Work order: What follows is a set of entries; retype all of them exactly.

Data:
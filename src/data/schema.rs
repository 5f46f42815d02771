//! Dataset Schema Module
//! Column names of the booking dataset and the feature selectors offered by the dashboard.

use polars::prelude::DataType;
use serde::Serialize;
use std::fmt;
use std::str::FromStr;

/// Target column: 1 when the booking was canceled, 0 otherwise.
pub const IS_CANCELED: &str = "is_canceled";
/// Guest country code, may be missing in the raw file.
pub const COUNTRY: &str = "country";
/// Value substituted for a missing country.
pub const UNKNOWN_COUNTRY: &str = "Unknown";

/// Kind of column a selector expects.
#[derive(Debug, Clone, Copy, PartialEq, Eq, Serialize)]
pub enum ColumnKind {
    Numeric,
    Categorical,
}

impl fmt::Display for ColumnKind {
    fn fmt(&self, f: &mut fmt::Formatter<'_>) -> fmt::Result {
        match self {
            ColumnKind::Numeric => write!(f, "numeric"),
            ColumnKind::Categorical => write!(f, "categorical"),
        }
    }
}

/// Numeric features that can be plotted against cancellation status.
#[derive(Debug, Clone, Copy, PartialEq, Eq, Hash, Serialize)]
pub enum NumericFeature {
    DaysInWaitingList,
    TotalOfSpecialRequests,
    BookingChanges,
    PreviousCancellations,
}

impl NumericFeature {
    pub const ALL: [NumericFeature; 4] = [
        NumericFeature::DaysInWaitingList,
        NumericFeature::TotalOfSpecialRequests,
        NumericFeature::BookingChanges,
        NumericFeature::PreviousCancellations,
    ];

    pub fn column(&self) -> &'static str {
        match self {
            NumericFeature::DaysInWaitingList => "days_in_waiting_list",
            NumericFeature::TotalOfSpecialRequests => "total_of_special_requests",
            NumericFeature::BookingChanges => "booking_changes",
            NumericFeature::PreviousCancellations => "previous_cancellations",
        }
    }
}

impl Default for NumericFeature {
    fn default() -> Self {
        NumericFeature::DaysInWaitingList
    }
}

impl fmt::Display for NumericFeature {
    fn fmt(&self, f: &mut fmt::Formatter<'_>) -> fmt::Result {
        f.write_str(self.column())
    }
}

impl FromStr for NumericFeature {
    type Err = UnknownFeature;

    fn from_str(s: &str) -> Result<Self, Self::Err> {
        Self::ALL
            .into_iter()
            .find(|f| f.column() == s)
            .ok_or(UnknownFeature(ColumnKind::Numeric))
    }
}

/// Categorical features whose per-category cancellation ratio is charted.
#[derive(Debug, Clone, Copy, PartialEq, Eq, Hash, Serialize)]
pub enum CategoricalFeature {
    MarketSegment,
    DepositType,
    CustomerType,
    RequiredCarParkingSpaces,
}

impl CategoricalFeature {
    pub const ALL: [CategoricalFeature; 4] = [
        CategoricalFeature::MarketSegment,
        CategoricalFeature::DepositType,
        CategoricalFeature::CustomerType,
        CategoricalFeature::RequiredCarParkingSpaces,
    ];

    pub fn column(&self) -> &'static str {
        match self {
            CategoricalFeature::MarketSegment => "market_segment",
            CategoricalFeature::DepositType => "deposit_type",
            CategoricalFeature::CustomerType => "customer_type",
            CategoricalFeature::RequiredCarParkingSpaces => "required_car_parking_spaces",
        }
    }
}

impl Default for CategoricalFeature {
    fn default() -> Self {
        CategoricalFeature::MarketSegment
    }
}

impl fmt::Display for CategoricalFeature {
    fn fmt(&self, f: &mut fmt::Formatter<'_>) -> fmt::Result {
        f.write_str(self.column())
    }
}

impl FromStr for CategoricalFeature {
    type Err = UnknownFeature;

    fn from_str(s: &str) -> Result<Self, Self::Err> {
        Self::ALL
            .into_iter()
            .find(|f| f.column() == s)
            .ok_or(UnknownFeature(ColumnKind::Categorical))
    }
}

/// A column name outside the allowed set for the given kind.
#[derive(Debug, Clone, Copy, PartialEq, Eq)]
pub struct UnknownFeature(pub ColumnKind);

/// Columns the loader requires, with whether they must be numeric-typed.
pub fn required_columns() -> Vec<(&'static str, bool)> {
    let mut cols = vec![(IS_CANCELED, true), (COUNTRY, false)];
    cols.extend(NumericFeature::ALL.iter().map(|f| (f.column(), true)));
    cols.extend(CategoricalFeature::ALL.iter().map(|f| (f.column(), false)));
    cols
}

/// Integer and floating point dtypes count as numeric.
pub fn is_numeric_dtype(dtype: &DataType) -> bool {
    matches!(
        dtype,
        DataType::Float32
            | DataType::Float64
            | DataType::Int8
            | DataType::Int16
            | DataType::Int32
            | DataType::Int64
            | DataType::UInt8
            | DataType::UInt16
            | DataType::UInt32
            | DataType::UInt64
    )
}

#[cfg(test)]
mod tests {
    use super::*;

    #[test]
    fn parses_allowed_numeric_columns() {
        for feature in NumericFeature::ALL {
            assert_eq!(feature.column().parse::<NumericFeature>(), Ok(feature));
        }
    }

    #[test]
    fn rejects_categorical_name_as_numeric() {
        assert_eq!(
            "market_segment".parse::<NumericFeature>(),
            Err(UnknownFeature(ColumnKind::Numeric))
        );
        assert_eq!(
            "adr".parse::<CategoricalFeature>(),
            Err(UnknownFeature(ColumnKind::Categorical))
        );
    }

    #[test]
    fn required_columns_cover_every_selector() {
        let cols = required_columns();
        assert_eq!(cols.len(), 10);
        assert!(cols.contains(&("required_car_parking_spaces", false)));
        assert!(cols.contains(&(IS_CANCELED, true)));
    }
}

Your response:
filename src/data/schema.rs
repository 5f46f42815d02771
//! Dataset Schema Module
//! Column names of the booking dataset and the feature selectors offered by the dashboard.

use polars::prelude::DataType;
use serde::Serialize;
use std::fmt;
use std::str::FromStr;

/// Target column: 1 when the booking was canceled, 0 otherwise.
pub const IS_CANCELED: &str = "is_canceled";
/// Guest country code, may be missing in the raw file.
pub const COUNTRY: &str = "country";
/// Value substituted for a missing country.
pub const UNKNOWN_COUNTRY: &str = "Unknown";

/// Kind of column a selector expects.
#[derive(Debug, Clone, Copy, PartialEq, Eq, Serialize)]
pub enum ColumnKind {
    Numeric,
    Categorical,
}

impl fmt::Display for ColumnKind {
    fn fmt(&self, f: &mut fmt::Formatter<'_>) -> fmt::Result {
        match self {
            ColumnKind::Numeric => write!(f, "numeric"),
            ColumnKind::Categorical => write!(f, "categorical"),
        }
    }
}

/// Numeric features that can be plotted against cancellation status.
#[derive(Debug, Clone, Copy, PartialEq, Eq, Hash, Serialize)]
pub enum NumericFeature {
    DaysInWaitingList,
    TotalOfSpecialRequests,
    BookingChanges,
    PreviousCancellations,
}

impl NumericFeature {
    pub const ALL: [NumericFeature; 4] = [
        NumericFeature::DaysInWaitingList,
        NumericFeature::TotalOfSpecialRequests,
        NumericFeature::BookingChanges,
        NumericFeature::PreviousCancellations,
    ];

    pub fn column(&self) -> &'static str {
        match self {
            NumericFeature::DaysInWaitingList => "days_in_waiting_list",
            NumericFeature::TotalOfSpecialRequests => "total_of_special_requests",
            NumericFeature::BookingChanges => "booking_changes",
            NumericFeature::PreviousCancellations => "previous_cancellations",
        }
    }
}

impl Default for NumericFeature {
    fn default() -> Self {
        NumericFeature::DaysInWaitingList
    }
}

impl fmt::Display for NumericFeature {
    fn fmt(&self, f: &mut fmt::Formatter<'_>) -> fmt::Result {
        f.write_str(self.column())
    }
}

impl FromStr for NumericFeature {
    type Err = UnknownFeature;

    fn from_str(s: &str) -> Result<Self, Self::Err> {
        Self::ALL
            .into_iter()
            .find(|f| f.column() == s)
            .ok_or(UnknownFeature(ColumnKind::Numeric))
    }
}

/// Categorical features whose per-category cancellation ratio is charted.
#[derive(Debug, Clone, Copy, PartialEq, Eq, Hash, Serialize)]
pub enum CategoricalFeature {
    MarketSegment,
    DepositType,
    CustomerType,
    RequiredCarParkingSpaces,
}

impl CategoricalFeature {
    pub const ALL: [CategoricalFeature; 4] = [
        CategoricalFeature::MarketSegment,
        CategoricalFeature::DepositType,
        CategoricalFeature::CustomerType,
        CategoricalFeature::RequiredCarParkingSpaces,
    ];

    pub fn column(&self) -> &'static str {
        match self {
            CategoricalFeature::MarketSegment => "market_segment",
            CategoricalFeature::DepositType => "deposit_type",
            CategoricalFeature::CustomerType => "customer_type",
            CategoricalFeature::RequiredCarParkingSpaces => "required_car_parking_spaces",
        }
    }
}

impl Default for CategoricalFeature {
    fn default() -> Self {
        CategoricalFeature::MarketSegment
    }
}

impl fmt::Display for CategoricalFeature {
    fn fmt(&self, f: &mut fmt::Formatter<'_>) -> fmt::Result {
        f.write_str(self.column())
    }
}

impl FromStr for CategoricalFeature {
    type Err = UnknownFeature;

    fn from_str(s: &str) -> Result<Self, Self::Err> {
        Self::ALL
            .into_iter()
            .find(|f| f.column() == s)
            .ok_or(UnknownFeature(ColumnKind::Categorical))
    }
}

/// A column name outside the allowed set for the given kind.
#[derive(Debug, Clone, Copy, PartialEq, Eq)]
pub struct UnknownFeature(pub ColumnKind);

/// Columns the loader requires, with whether they must be numeric-typed.
pub fn required_columns() -> Vec<(&'static str, bool)> {
    let mut cols = vec![(IS_CANCELED, true), (COUNTRY, false)];
    cols.extend(NumericFeature::ALL.iter().map(|f| (f.column(), true)));
    cols.extend(CategoricalFeature::ALL.iter().map(|f| (f.column(), false)));
    cols
}

/// Integer and floating point dtypes count as numeric.
pub fn is_numeric_dtype(dtype: &DataType) -> bool {
    matches!(
        dtype,
        DataType::Float32
            | DataType::Float64
            | DataType::Int8
            | DataType::Int16
            | DataType::Int32
            | DataType::Int64
            | DataType::UInt8
            | DataType::UInt16
            | DataType::UInt32
            | DataType::UInt64
    )
}

#[cfg(test)]
mod tests {
    use super::*;

    #[test]
    fn parses_allowed_numeric_columns() {
        for feature in NumericFeature::ALL {
            assert_eq!(feature.column().parse::<NumericFeature>(), Ok(feature));
        }
    }

    #[test]
    fn rejects_categorical_name_as_numeric() {
        assert_eq!(
            "market_segment".parse::<NumericFeature>(),
            Err(UnknownFeature(ColumnKind::Numeric))
        );
        assert_eq!(
            "adr".parse::<CategoricalFeature>(),
            Err(UnknownFeature(ColumnKind::Categorical))
        );
    }

    #[test]
    fn required_columns_cover_every_selector() {
        let cols = required_columns();
        assert_eq!(cols.len(), 10);
        assert!(cols.contains(&("required_car_parking_spaces", false)));
        assert!(cols.contains(&(IS_CANCELED, true)));
    }
}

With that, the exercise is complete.